Heredity - Relation To Theory of Evolution

Relation To Theory of Evolution

Main article: Charles Darwin See also: Evolution

When Charles Darwin proposed his theory of evolution in 1859, one of its major problems was the lack of an underlying mechanism for heredity. Darwin believed in a mix of blending inheritance and the inheritance of acquired traits (pangenesis). Blending inheritance would lead to uniformity across populations in only a few generations and thus would remove variation from a population on which natural selection could act. This led to Darwin adopting some Lamarckian ideas in later editions of On the Origin of Species and his later biological works. Darwin's primary approach to heredity was to outline how it appeared to work (noticing that traits that were not expressed explicitly in the parent at the time of reproduction could be inherited, that certain traits could be sex-linked, etc.) rather than suggesting mechanisms.

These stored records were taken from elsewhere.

//! Initial capture coordinate resolution.

use crate::config::CaptureMode;
use async_trait::async_trait;
use chrono::NaiveDateTime;
use sequelscope_core::{BinlogPosition, CaptureCursor, WatchResult};
use tracing::{error, info};

/// Read-only status queries against the source database.
#[async_trait]
pub trait PositionSource: Send + Sync {
    /// Returns the current binlog file and offset.
    async fn binlog_status(&self) -> WatchResult<BinlogPosition>;

    /// Returns the source's current time, the starting audit watermark.
    async fn current_time(&self) -> WatchResult<NaiveDateTime>;
}

/// Resolves the cursor a capture strategy starts from.
pub struct PositionResolver<P: PositionSource> {
    source: P,
}

impl<P: PositionSource> PositionResolver<P> {
    /// Creates a resolver over a position source.
    pub fn new(source: P) -> Self {
        Self { source }
    }

    /// Resolves the starting cursor for `mode`.
    ///
    /// Fails with `SourceUnavailable` when the database cannot be reached or
    /// the status query fails.
    pub async fn resolve(&self, mode: CaptureMode) -> WatchResult<CaptureCursor> {
        let cursor = match mode {
            CaptureMode::Streaming => self.source.binlog_status().await.map(CaptureCursor::Binlog),
            CaptureMode::Polling => self.source.current_time().await.map(CaptureCursor::Watermark),
        };

        match &cursor {
            Ok(cursor) => info!(%mode, %cursor, "Resolved capture position"),
            Err(e) => error!(%mode, error = %e, "Failed to resolve capture position"),
        }
        cursor
    }
}
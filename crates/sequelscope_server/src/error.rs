//! Error types for the live-update server.

use std::net::SocketAddr;
use thiserror::Error;

/// Result type for server operations.
pub type ServerResult<T> = Result<T, ServerError>;

/// Errors that can occur while binding or serving.
///
/// Capture errors never surface here; they stay inside the capture loop.
#[derive(Error, Debug)]
pub enum ServerError {
    /// The listener could not be bound.
    #[error("failed to bind {addr}: {source}")]
    Bind {
        /// Requested address.
        addr: SocketAddr,
        /// Underlying error.
        source: std::io::Error,
    },

    /// I/O error while serving.
    #[error("io error: {0}")]
    Io(#[from] std::io::Error),
}
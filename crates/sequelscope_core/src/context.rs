//! Process-wide watcher state, built once at startup and passed explicitly.

use crate::activity::RecentActivityBuffer;
use crate::broadcast::Broadcaster;
use crate::health::HealthMonitor;
use crate::registry::SubscriberRegistry;
use std::sync::atomic::{AtomicBool, Ordering};
use std::sync::Arc;

/// Shared state of the change watcher.
///
/// The capture loop and the connection handlers communicate only through
/// the subscriber registry and the activity buffer held here.
pub struct WatchContext {
    registry: Arc<SubscriberRegistry>,
    activity: Arc<RecentActivityBuffer>,
    health: Arc<HealthMonitor>,
    capture_claimed: AtomicBool,
}

impl WatchContext {
    /// Creates a context with default-sized components.
    pub fn new() -> Self {
        Self::with_activity(RecentActivityBuffer::new())
    }

    /// Creates a context around an existing activity buffer.
    pub fn with_activity(activity: RecentActivityBuffer) -> Self {
        Self {
            registry: Arc::new(SubscriberRegistry::new()),
            activity: Arc::new(activity),
            health: Arc::new(HealthMonitor::new()),
            capture_claimed: AtomicBool::new(false),
        }
    }

    /// Returns the subscriber registry.
    pub fn registry(&self) -> &Arc<SubscriberRegistry> {
        &self.registry
    }

    /// Returns the recent-activity buffer.
    pub fn activity(&self) -> &Arc<RecentActivityBuffer> {
        &self.activity
    }

    /// Returns the capture health monitor.
    pub fn health(&self) -> &Arc<HealthMonitor> {
        &self.health
    }

    /// Returns a broadcaster over this context's registry.
    pub fn broadcaster(&self) -> Broadcaster {
        Broadcaster::new(Arc::clone(&self.registry))
    }

    /// Claims the single capture slot of this context.
    ///
    /// Returns false if a capture strategy was already started.
    pub fn claim_capture(&self) -> bool {
        !self.capture_claimed.swap(true, Ordering::SeqCst)
    }
}

impl Default for WatchContext {
    fn default() -> Self {
        Self::new()
    }
}
//! Fan-out of change events to every registered subscriber.

use crate::event::ChangeEvent;
use crate::registry::{SubscriberRegistry, Visit};
use std::sync::Arc;
use tracing::{debug, error, warn};

/// Delivers change events to all subscribers in a registry.
///
/// Publishing is fire-and-forget. A subscriber whose delivery fails is closed
/// and evicted; other subscribers and the caller are unaffected.
#[derive(Clone)]
pub struct Broadcaster {
    registry: Arc<SubscriberRegistry>,
}

impl Broadcaster {
    /// Creates a broadcaster over the given registry.
    pub fn new(registry: Arc<SubscriberRegistry>) -> Self {
        Self { registry }
    }

    /// Returns the registry this broadcaster publishes to.
    pub fn registry(&self) -> &Arc<SubscriberRegistry> {
        &self.registry
    }

    /// Publishes one event. Returns the number of subscribers evicted.
    pub fn publish(&self, event: &ChangeEvent) -> usize {
        let payload: Arc<str> = match event.to_json() {
            Ok(json) => json.into(),
            Err(e) => {
                error!(error = %e, "Failed to encode change event");
                return 0;
            }
        };

        let evicted = self.registry.for_each(|subscriber| {
            match subscriber.deliver(Arc::clone(&payload)) {
                Ok(()) => Visit::Keep,
                Err(e) => {
                    warn!(subscriber = %subscriber.id(), error = %e, "Error broadcasting to client");
                    subscriber.close();
                    Visit::Evict
                }
            }
        });

        if !evicted.is_empty() {
            debug!(
                evicted = evicted.len(),
                remaining = self.registry.len(),
                "Evicted broken subscribers"
            );
        }
        evicted.len()
    }
}
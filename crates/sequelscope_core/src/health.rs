//! Capture health signal surfaced to operators.

use parking_lot::RwLock;
use serde::Serialize;

/// Current state of the capture subsystem.
#[derive(Debug, Clone, PartialEq, Eq, Serialize)]
#[serde(tag = "state", rename_all = "snake_case")]
pub enum CaptureHealth {
    /// Capture has not produced its first result yet.
    Starting,
    /// Capture is delivering events.
    Capturing,
    /// Capture keeps failing and is retrying.
    Degraded {
        /// Failures since the last success.
        consecutive_failures: u32,
    },
    /// Capture never started; the dashboard runs without live updates.
    Disabled {
        /// Why capture is disabled.
        reason: String,
    },
    /// Capture was shut down.
    Stopped,
}

impl CaptureHealth {
    /// Returns true if live updates are flowing.
    pub fn is_ready(&self) -> bool {
        matches!(self, CaptureHealth::Capturing)
    }
}

/// Shared, lock-protected holder of the current [`CaptureHealth`].
pub struct HealthMonitor {
    state: RwLock<CaptureHealth>,
}

impl HealthMonitor {
    /// Creates a monitor in the [`CaptureHealth::Starting`] state.
    pub fn new() -> Self {
        Self {
            state: RwLock::new(CaptureHealth::Starting),
        }
    }

    /// Returns the current state.
    pub fn current(&self) -> CaptureHealth {
        self.state.read().clone()
    }

    /// Records a successful capture step.
    pub fn record_success(&self) {
        let mut state = self.state.write();
        if *state != CaptureHealth::Capturing {
            *state = CaptureHealth::Capturing;
        }
    }

    /// Records a failed capture step.
    ///
    /// The state only turns [`CaptureHealth::Degraded`] once
    /// `consecutive_failures` reaches `threshold`.
    pub fn record_failure(&self, consecutive_failures: u32, threshold: u32) {
        if consecutive_failures >= threshold {
            *self.state.write() = CaptureHealth::Degraded {
                consecutive_failures,
            };
        }
    }

    /// Marks capture as disabled.
    pub fn disable(&self, reason: impl Into<String>) {
        *self.state.write() = CaptureHealth::Disabled {
            reason: reason.into(),
        };
    }

    /// Marks capture as stopped.
    pub fn stop(&self) {
        *self.state.write() = CaptureHealth::Stopped;
    }
}

impl Default for HealthMonitor {
    fn default() -> Self {
        Self::new()
    }
}
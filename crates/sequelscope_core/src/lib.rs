//! # SequelScope Core
//!
//! Change events and live subscriber fan-out for SequelScope.
//!
//! This crate provides:
//! - The normalized [`ChangeEvent`] and its JSON wire form
//! - The raw-event translator
//! - A lock-protected subscriber registry with post-pass eviction
//! - A fire-and-forget broadcaster
//! - A bounded recent-activity buffer with per-table lookup
//! - The capture health signal and the shared [`WatchContext`]
//!
//! ## Key Invariants
//!
//! - Change events are immutable once translated
//! - The registry is never mutated while it is being iterated
//! - A subscriber whose delivery fails is evicted in the same broadcast
//! - The activity buffer never exceeds its capacity and never reorders

#![deny(unsafe_code)]
#![warn(missing_docs)]
// Production code MUST NOT use panic!/unwrap()/expect()
#![warn(clippy::unwrap_used, clippy::expect_used, clippy::panic)]

mod activity;
mod broadcast;
mod context;
mod error;
mod event;
mod health;
mod registry;
mod translate;

pub use activity::{RecentActivityBuffer, DEFAULT_ACTIVITY_CAPACITY, DEFAULT_TABLE_LOOKUP_LIMIT};
pub use broadcast::Broadcaster;
pub use context::WatchContext;
pub use error::{WatchError, WatchResult};
pub use event::{BinlogPosition, CaptureCursor, ChangeEvent, EventKind, Notification, RawCaptureEvent};
pub use health::{CaptureHealth, HealthMonitor};
pub use registry::{Subscriber, SubscriberId, SubscriberRegistry, Visit};
pub use translate::translate;
//! # SequelScope Capture
//!
//! Observes mutations inside a MySQL server and feeds them to the
//! [`sequelscope_core`] fan-out.
//!
//! Two interchangeable [`CaptureStrategy`] implementations exist:
//!
//! - [`StreamingCapture`] tails the binary replication log as a replica,
//!   yielding row-mutation and statement events
//! - [`PollingCapture`] scans the query audit log on a fixed period for rows
//!   newer than its watermark
//!
//! [`build_strategy`] resolves the starting position and picks the strategy
//! from a [`CaptureConfig`]; a [`CaptureRunner`] then drives it until shutdown.
//! Positions are never persisted: a restart resolves a fresh one and events
//! during downtime are not replayed.

#![deny(unsafe_code)]
#![warn(missing_docs)]
// Production code MUST NOT use panic!/unwrap()/expect()
#![warn(clippy::unwrap_used, clippy::expect_used, clippy::panic)]

mod config;
mod mysql;
mod polling;
mod resolver;
mod runner;
mod strategy;
mod streaming;

pub use config::{
    connection_url, CaptureConfig, CaptureMode, RetryConfig, DEFAULT_AUDIT_TABLE, DEFAULT_SERVER_ID,
};
pub use mysql::{
    build_strategy, resolve_start, MySqlAuditLog, MySqlBinlogConnector, MySqlBinlogSource,
    MySqlPositionSource,
};
pub use polling::{AuditLogSource, AuditRow, PollingCapture};
pub use resolver::{PositionResolver, PositionSource};
pub use runner::{CaptureRunner, CaptureStats};
pub use strategy::CaptureStrategy;
pub use streaming::{BinlogConnector, BinlogRecord, BinlogSource, StreamState, StreamingCapture};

Darwin's initial model of heredity was adopted by, and then heavily modified by, his cousin Francis Galton, who laid the framework for the biometric school of heredity. Galton rejected the aspects of Darwin's pangenesis model, which relied on acquired traits.

The inheritance of acquired traits was shown to have little basis in the 1880s when August Weismann cut the tails off many generations of mice and found that their offspring continued to develop tails.